Aussi, fou de joie, se croyant le rival de ces héros dont, un instant, sur la voie sacrée, il avait foulé la trace, ne voulut-il point attendre au lendemain pour donner au pape Pie VI avis de son entrée à Rome, et, oubliant que, prisonnier des Français, il n’était pas tout à fait libre de ses actions, la tête échauffée par le vin et le cœur bondissant d’orgueil, il passa, aussitôt le café pris, dans un cabinet de travail, et lui écrivit la lettre suivante :

À Sa Sainteté le pape Pie VI, premier vicaire de Notre-Seigneur Jésus-Christ.

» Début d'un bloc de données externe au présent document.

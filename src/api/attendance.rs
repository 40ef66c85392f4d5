//! Attendance marking and analytics endpoints

use crate::error::AppResult;
use crate::models::Attendance;
use crate::services::attendance_service::{
    AttendanceAnalytics, AttendanceRequest, BulkAttendanceResult, ClassAttendanceSummary,
};
use crate::AppState;
use axum::extract::{Path, Query, State};
use axum::routing::{get, post};
use axum::{Json, Router};
use chrono::NaiveDate;
use serde::Deserialize;
use std::sync::Arc;
use uuid::Uuid;

/// Date window selector for analytics
#[derive(Debug, Deserialize)]
pub struct AnalyticsParams {
    pub start_date: Option<NaiveDate>,
    pub end_date: Option<NaiveDate>,
}

/// Request payload for collecting a per-class fee
#[derive(Debug, Deserialize)]
pub struct CollectFeeRequest {
    #[serde(default)]
    pub amount: Option<f64>,
}

/// POST /api/classes/:id/attendance
pub async fn mark(
    State(state): State<Arc<AppState>>,
    Path(class_id): Path<Uuid>,
    Json(payload): Json<AttendanceRequest>,
) -> AppResult<Json<Attendance>> {
    Ok(Json(state.attendance_service.mark(class_id, payload).await?))
}

/// POST /api/classes/:id/attendance/bulk
pub async fn bulk_mark(
    State(state): State<Arc<AppState>>,
    Path(class_id): Path<Uuid>,
    Json(payload): Json<Vec<AttendanceRequest>>,
) -> AppResult<Json<Vec<BulkAttendanceResult>>> {
    Ok(Json(
        state.attendance_service.bulk_mark(class_id, payload).await,
    ))
}

/// GET /api/classes/:id/attendance/summary
pub async fn class_summary(
    State(state): State<Arc<AppState>>,
    Path(class_id): Path<Uuid>,
) -> AppResult<Json<ClassAttendanceSummary>> {
    Ok(Json(state.attendance_service.class_summary(class_id).await?))
}

/// POST /api/attendance/:id/collect-fee
pub async fn collect_fee(
    State(state): State<Arc<AppState>>,
    Path(attendance_id): Path<Uuid>,
    Json(payload): Json<CollectFeeRequest>,
) -> AppResult<Json<Attendance>> {
    Ok(Json(
        state
            .attendance_service
            .mark_fee_received(attendance_id, payload.amount)
            .await?,
    ))
}

/// GET /api/attendance/analytics?start_date=&end_date=
pub async fn analytics(
    State(state): State<Arc<AppState>>,
    Query(params): Query<AnalyticsParams>,
) -> AppResult<Json<AttendanceAnalytics>> {
    Ok(Json(
        state
            .attendance_service
            .analytics(params.start_date, params.end_date)
            .await?,
    ))
}

/// Build attendance routes
pub fn routes() -> Router<Arc<AppState>> {
    Router::new()
        .route("/api/classes/:id/attendance", post(mark))
        .route("/api/classes/:id/attendance/bulk", post(bulk_mark))
        .route("/api/classes/:id/attendance/summary", get(class_summary))
        .route("/api/attendance/:id/collect-fee", post(collect_fee))
        .route("/api/attendance/analytics", get(analytics))
}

« Prince des apôtres, roi des rois,

» Votre Sainteté apprendra sans doute avec la plus grande satisfaction, qu’aidé de Notre-Seigneur Jésus-Christ et sous l’auguste protection du bienheureux saint Janvier, aujourd’hui même, avec mon armée, je suis entré sans résistance et en triomphateur dans la capitale du monde chrétien. Les Français ont fui, épouvantés à la vue de la croix et au simple éclat de mes armes. Votre Sainteté peut donc reprendre sa suprême et paternelle puissance, que je couvrirai de mon armée. Qu’elle abandonne donc sa trop modeste demeure de la Chartreuse, et que, sur les ailes des chérubins, comme notre sainte vierge de Lorette, elle vienne et descende au Vatican pour le purifier par sa présence sacrée. Votre Sainteté pourra célébrer à Saint-Pierre le divin office le jour de la naissance de Notre Sauveur. »

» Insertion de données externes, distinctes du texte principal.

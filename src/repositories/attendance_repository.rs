use crate::models::Attendance;
use chrono::{NaiveDate, NaiveDateTime, Utc};
use serde::Serialize;
use sqlx::{FromRow, Result as SqlxResult, SqlitePool};
use uuid::Uuid;

const ATTENDANCE_COLUMNS: &str = "id, class_id, member_id, status, member_type, check_in_time, \
     payment_required, payment_amount, payment_status, notes, created_at";

/// Attendance totals for one member
#[derive(Debug, Clone, Serialize)]
pub struct MemberAttendanceStats {
    pub total_classes: i64,
    pub attended: i64,
    pub missed: i64,
    pub attendance_rate: f64,
}

/// One row of a class roster, with the member's name joined in
#[derive(Debug, Clone, Serialize, FromRow)]
pub struct RosterEntry {
    pub member_id: Uuid,
    pub member_name: String,
    pub status: String,
    pub member_type: String,
    pub check_in_time: Option<NaiveDateTime>,
    pub notes: Option<String>,
}

/// One row of a member's attendance history, with class details joined in
#[derive(Debug, Clone, Serialize, FromRow)]
pub struct MemberAttendanceEntry {
    pub class_id: Uuid,
    pub class_name: String,
    pub class_date: NaiveDate,
    pub status: String,
    pub member_type: String,
    pub check_in_time: Option<NaiveDateTime>,
    pub payment_amount: f64,
    pub payment_status: String,
    pub notes: Option<String>,
}

/// Attendance/revenue rollup per class type
#[derive(Debug, Clone, Serialize, FromRow)]
pub struct ClassTypeStat {
    pub class_type: String,
    pub total_attendance: i64,
    pub present_count: i64,
    pub attendance_rate: f64,
}

/// Attendance/revenue rollup per attendee tier
#[derive(Debug, Clone, Serialize, FromRow)]
pub struct AttendeeTypeStat {
    pub member_type: String,
    pub count: i64,
    pub revenue: f64,
}

/// Registered/present counts per day
#[derive(Debug, Clone, Serialize, FromRow)]
pub struct DailyAttendanceTrend {
    pub class_date: NaiveDate,
    pub total_registered: i64,
    pub present_count: i64,
}

/// Repository for attendance data access
pub struct AttendanceRepository {
    pool: SqlitePool,
}

impl AttendanceRepository {
    /// Create a new AttendanceRepository
    pub fn new(pool: SqlitePool) -> Self {
        Self { pool }
    }

    /// Insert a new attendance record. The UNIQUE (class_id, member_id)
    /// constraint rejects duplicates.
    #[allow(clippy::too_many_arguments)]
    pub async fn create(
        &self,
        class_id: Uuid,
        member_id: Uuid,
        status: &str,
        member_type: &str,
        payment_required: bool,
        payment_amount: f64,
        payment_status: &str,
        notes: Option<&str>,
    ) -> SqlxResult<Attendance> {
        let id = Uuid::new_v4();
        let now = Utc::now().naive_utc();

        sqlx::query_as::<_, Attendance>(&format!(
            r#"
            INSERT INTO attendance (
                id, class_id, member_id, status, member_type, check_in_time,
                payment_required, payment_amount, payment_status, notes, created_at
            )
            VALUES (?1, ?2, ?3, ?4, ?5, ?6, ?7, ?8, ?9, ?10, ?11)
            RETURNING {ATTENDANCE_COLUMNS}
            "#
        ))
        .bind(id)
        .bind(class_id)
        .bind(member_id)
        .bind(status)
        .bind(member_type)
        .bind(now)
        .bind(payment_required)
        .bind(payment_amount)
        .bind(payment_status)
        .bind(notes)
        .bind(now)
        .fetch_one(&self.pool)
        .await
    }

    /// Find an attendance record by UUID
    pub async fn find_by_id(&self, id: Uuid) -> SqlxResult<Option<Attendance>> {
        sqlx::query_as::<_, Attendance>(&format!(
            "SELECT {ATTENDANCE_COLUMNS} FROM attendance WHERE id = ?1"
        ))
        .bind(id)
        .fetch_optional(&self.pool)
        .await
    }

    /// Find the record for a (class, member) pair, if any
    pub async fn find_by_class_and_member(
        &self,
        class_id: Uuid,
        member_id: Uuid,
    ) -> SqlxResult<Option<Attendance>> {
        sqlx::query_as::<_, Attendance>(&format!(
            "SELECT {ATTENDANCE_COLUMNS} FROM attendance WHERE class_id = ?1 AND member_id = ?2"
        ))
        .bind(class_id)
        .bind(member_id)
        .fetch_optional(&self.pool)
        .await
    }

    /// Re-mark an existing record (status, tier, notes)
    pub async fn update_marking(
        &self,
        id: Uuid,
        status: &str,
        member_type: &str,
        notes: Option<&str>,
    ) -> SqlxResult<Attendance> {
        sqlx::query_as::<_, Attendance>(&format!(
            r#"
            UPDATE attendance
            SET status = ?2, member_type = ?3, notes = COALESCE(?4, notes)
            WHERE id = ?1
            RETURNING {ATTENDANCE_COLUMNS}
            "#
        ))
        .bind(id)
        .bind(status)
        .bind(member_type)
        .bind(notes)
        .fetch_one(&self.pool)
        .await
    }

    /// Mark the per-class fee as collected
    pub async fn set_fee_paid(&self, id: Uuid, amount: f64) -> SqlxResult<()> {
        sqlx::query(
            "UPDATE attendance SET payment_amount = ?2, payment_status = 'paid' WHERE id = ?1",
        )
        .bind(id)
        .bind(amount)
        .execute(&self.pool)
        .await?;
        Ok(())
    }

    /// Roster for a class, ordered by member name
    pub async fn class_roster(&self, class_id: Uuid) -> SqlxResult<Vec<RosterEntry>> {
        sqlx::query_as::<_, RosterEntry>(
            r#"
            SELECT a.member_id, m.member_name, a.status, a.member_type,
                   a.check_in_time, a.notes
            FROM attendance a
            JOIN members m ON a.member_id = m.id
            WHERE a.class_id = ?1
            ORDER BY m.member_name
            "#,
        )
        .bind(class_id)
        .fetch_all(&self.pool)
        .await
    }

    /// A member's attendance history, most recent class first
    pub async fn find_by_member(
        &self,
        member_id: Uuid,
        limit: i64,
    ) -> SqlxResult<Vec<MemberAttendanceEntry>> {
        sqlx::query_as::<_, MemberAttendanceEntry>(
            r#"
            SELECT a.class_id, c.class_name, c.class_date, a.status, a.member_type,
                   a.check_in_time, a.payment_amount, a.payment_status, a.notes
            FROM attendance a
            JOIN classes c ON a.class_id = c.id
            WHERE a.member_id = ?1
            ORDER BY c.class_date DESC
            LIMIT ?2
            "#,
        )
        .bind(member_id)
        .bind(limit)
        .fetch_all(&self.pool)
        .await
    }

    /// Attendance totals and rate for a member
    pub async fn member_stats(&self, member_id: Uuid) -> SqlxResult<MemberAttendanceStats> {
        let (total, attended, missed): (i64, i64, i64) = sqlx::query_as(
            r#"
            SELECT COUNT(*),
                   COALESCE(SUM(CASE WHEN status = 'present' THEN 1 ELSE 0 END), 0),
                   COALESCE(SUM(CASE WHEN status = 'absent' THEN 1 ELSE 0 END), 0)
            FROM attendance
            WHERE member_id = ?1
            "#,
        )
        .bind(member_id)
        .fetch_one(&self.pool)
        .await?;

        let attendance_rate = if total > 0 {
            attended as f64 / total as f64 * 100.0
        } else {
            0.0
        };

        Ok(MemberAttendanceStats {
            total_classes: total,
            attended,
            missed,
            attendance_rate,
        })
    }

    /// Present attendees of a class, split by tier: (total, drop-ins, members)
    pub async fn class_present_breakdown(&self, class_id: Uuid) -> SqlxResult<(i64, i64, i64)> {
        sqlx::query_as(
            r#"
            SELECT COUNT(*),
                   COALESCE(SUM(CASE WHEN member_type IN ('drop_in', 'guest') THEN 1 ELSE 0 END), 0),
                   COALESCE(SUM(CASE WHEN member_type = 'member' THEN 1 ELSE 0 END), 0)
            FROM attendance
            WHERE class_id = ?1 AND status = 'present'
            "#,
        )
        .bind(class_id)
        .fetch_one(&self.pool)
        .await
    }

    /// Per (status, tier) rollup for one class, with collected revenue
    pub async fn class_breakdown(
        &self,
        class_id: Uuid,
    ) -> SqlxResult<Vec<(String, String, i64, f64)>> {
        sqlx::query_as::<_, (String, String, i64, f64)>(
            r#"
            SELECT status, member_type, COUNT(*) as count,
                   COALESCE(SUM(CASE WHEN payment_required = 1 AND payment_status = 'paid'
                                     THEN payment_amount ELSE 0.0 END), 0.0) as revenue
            FROM attendance
            WHERE class_id = ?1
            GROUP BY status, member_type
            "#,
        )
        .bind(class_id)
        .fetch_all(&self.pool)
        .await
    }

    /// Count of registered attendance rows for a class
    pub async fn count_by_class(&self, class_id: Uuid) -> SqlxResult<i64> {
        sqlx::query_scalar("SELECT COUNT(*) FROM attendance WHERE class_id = ?1")
            .bind(class_id)
            .fetch_one(&self.pool)
            .await
    }

    /// Count of present rows for a class
    pub async fn count_present_by_class(&self, class_id: Uuid) -> SqlxResult<i64> {
        sqlx::query_scalar(
            "SELECT COUNT(*) FROM attendance WHERE class_id = ?1 AND status = 'present'",
        )
        .bind(class_id)
        .fetch_one(&self.pool)
        .await
    }

    /// Collected fee revenue for a class
    pub async fn collected_revenue_by_class(&self, class_id: Uuid) -> SqlxResult<f64> {
        sqlx::query_scalar(
            r#"
            SELECT COALESCE(SUM(CASE WHEN payment_required = 1 AND payment_status = 'paid'
                                     THEN payment_amount ELSE 0.0 END), 0.0)
            FROM attendance
            WHERE class_id = ?1
            "#,
        )
        .bind(class_id)
        .fetch_one(&self.pool)
        .await
    }

    /// Present attendance count on a calendar date (joins the class schedule)
    pub async fn count_present_on(&self, date: NaiveDate) -> SqlxResult<i64> {
        sqlx::query_scalar(
            r#"
            SELECT COUNT(*)
            FROM attendance a
            JOIN classes c ON a.class_id = c.id
            WHERE c.class_date = ?1 AND a.status = 'present'
            "#,
        )
        .bind(date)
        .fetch_one(&self.pool)
        .await
    }

    /// Active members who were present at a class of the given type since
    /// the cutoff date, with their contact email
    pub async fn recent_attendees_of_type(
        &self,
        class_type: &str,
        since: NaiveDate,
    ) -> SqlxResult<Vec<(Uuid, String, Option<String>)>> {
        sqlx::query_as::<_, (Uuid, String, Option<String>)>(
            r#"
            SELECT DISTINCT m.id, m.member_name, m.email
            FROM attendance a
            JOIN classes c ON a.class_id = c.id
            JOIN members m ON a.member_id = m.id
            WHERE c.class_type = ?1
              AND c.class_date >= ?2
              AND a.status = 'present'
              AND m.status = 'active'
              AND m.email IS NOT NULL
            "#,
        )
        .bind(class_type)
        .bind(since)
        .fetch_all(&self.pool)
        .await
    }

    /// Attendance rollup per class type in a date window
    pub async fn stats_by_class_type(
        &self,
        start: Option<NaiveDate>,
        end: Option<NaiveDate>,
    ) -> SqlxResult<Vec<ClassTypeStat>> {
        sqlx::query_as::<_, ClassTypeStat>(
            r#"
            SELECT c.class_type,
                   COUNT(a.id) as total_attendance,
                   COALESCE(SUM(CASE WHEN a.status = 'present' THEN 1 ELSE 0 END), 0) as present_count,
                   COALESCE(AVG(CASE WHEN a.status = 'present' THEN 1.0 ELSE 0.0 END), 0.0) * 100.0
                       as attendance_rate
            FROM attendance a
            JOIN classes c ON a.class_id = c.id
            WHERE (?1 IS NULL OR c.class_date >= ?1)
              AND (?2 IS NULL OR c.class_date <= ?2)
            GROUP BY c.class_type
            ORDER BY total_attendance DESC
            "#,
        )
        .bind(start)
        .bind(end)
        .fetch_all(&self.pool)
        .await
    }

    /// Attendance rollup per attendee tier in a date window
    pub async fn stats_by_attendee_type(
        &self,
        start: Option<NaiveDate>,
        end: Option<NaiveDate>,
    ) -> SqlxResult<Vec<AttendeeTypeStat>> {
        sqlx::query_as::<_, AttendeeTypeStat>(
            r#"
            SELECT a.member_type,
                   COUNT(a.id) as count,
                   COALESCE(SUM(CASE WHEN a.payment_required = 1 AND a.payment_status = 'paid'
                                     THEN a.payment_amount ELSE 0.0 END), 0.0) as revenue
            FROM attendance a
            JOIN classes c ON a.class_id = c.id
            WHERE (?1 IS NULL OR c.class_date >= ?1)
              AND (?2 IS NULL OR c.class_date <= ?2)
            GROUP BY a.member_type
            "#,
        )
        .bind(start)
        .bind(end)
        .fetch_all(&self.pool)
        .await
    }

    /// Registered/present counts per day in a date window
    pub async fn daily_trends(
        &self,
        start: Option<NaiveDate>,
        end: Option<NaiveDate>,
    ) -> SqlxResult<Vec<DailyAttendanceTrend>> {
        sqlx::query_as::<_, DailyAttendanceTrend>(
            r#"
            SELECT c.class_date,
                   COUNT(a.id) as total_registered,
                   COALESCE(SUM(CASE WHEN a.status = 'present' THEN 1 ELSE 0 END), 0) as present_count
            FROM attendance a
            JOIN classes c ON a.class_id = c.id
            WHERE (?1 IS NULL OR c.class_date >= ?1)
              AND (?2 IS NULL OR c.class_date <= ?2)
            GROUP BY c.class_date
            ORDER BY c.class_date
            "#,
        )
        .bind(start)
        .bind(end)
        .fetch_all(&self.pool)
        .await
    }
}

Le soir, le roi parcourut en voiture, au milieu des cris de « Vive le roi Ferdinand ! vive Sa Sainteté Pie VI ! » les principales rues de Rome et les places Navone, d’Espagne et de Venise ; il s’arrêta un instant au théâtre Argentina, où l’on devait chanter une cantate en son honneur ; puis, de là, pour voir Rome tout enflammée, il monta sur les plus hautes rampes du mont Pincio.

La ville était illuminée a giorno, depuis la porte San-Giovanni jusqu’au Vatican, et depuis la place du Peuple jusqu’à la pyramide de Cestus. Un seul monument, surmonté du drapeau tricolore et pareil à une protestation solennelle et menaçante de la France contre l’occupation de Rome, restait obscur au milieu de tous ces rayonnements, muet au milieu de toutes ces clameurs.

C’était le château Saint-Ange.

Sa masse sombre et silencieuse avait quelque chose de formidable et d’effrayant ; car le seul cri qui, de quart d’heure en quart d’heure, sortait de son silence était celui de « Sentinelles, prenez garde à vous ! » Et la seule lumière que l’on vit luire dans les ténèbres était la mèche allumée des artilleurs, debout près de leurs canons.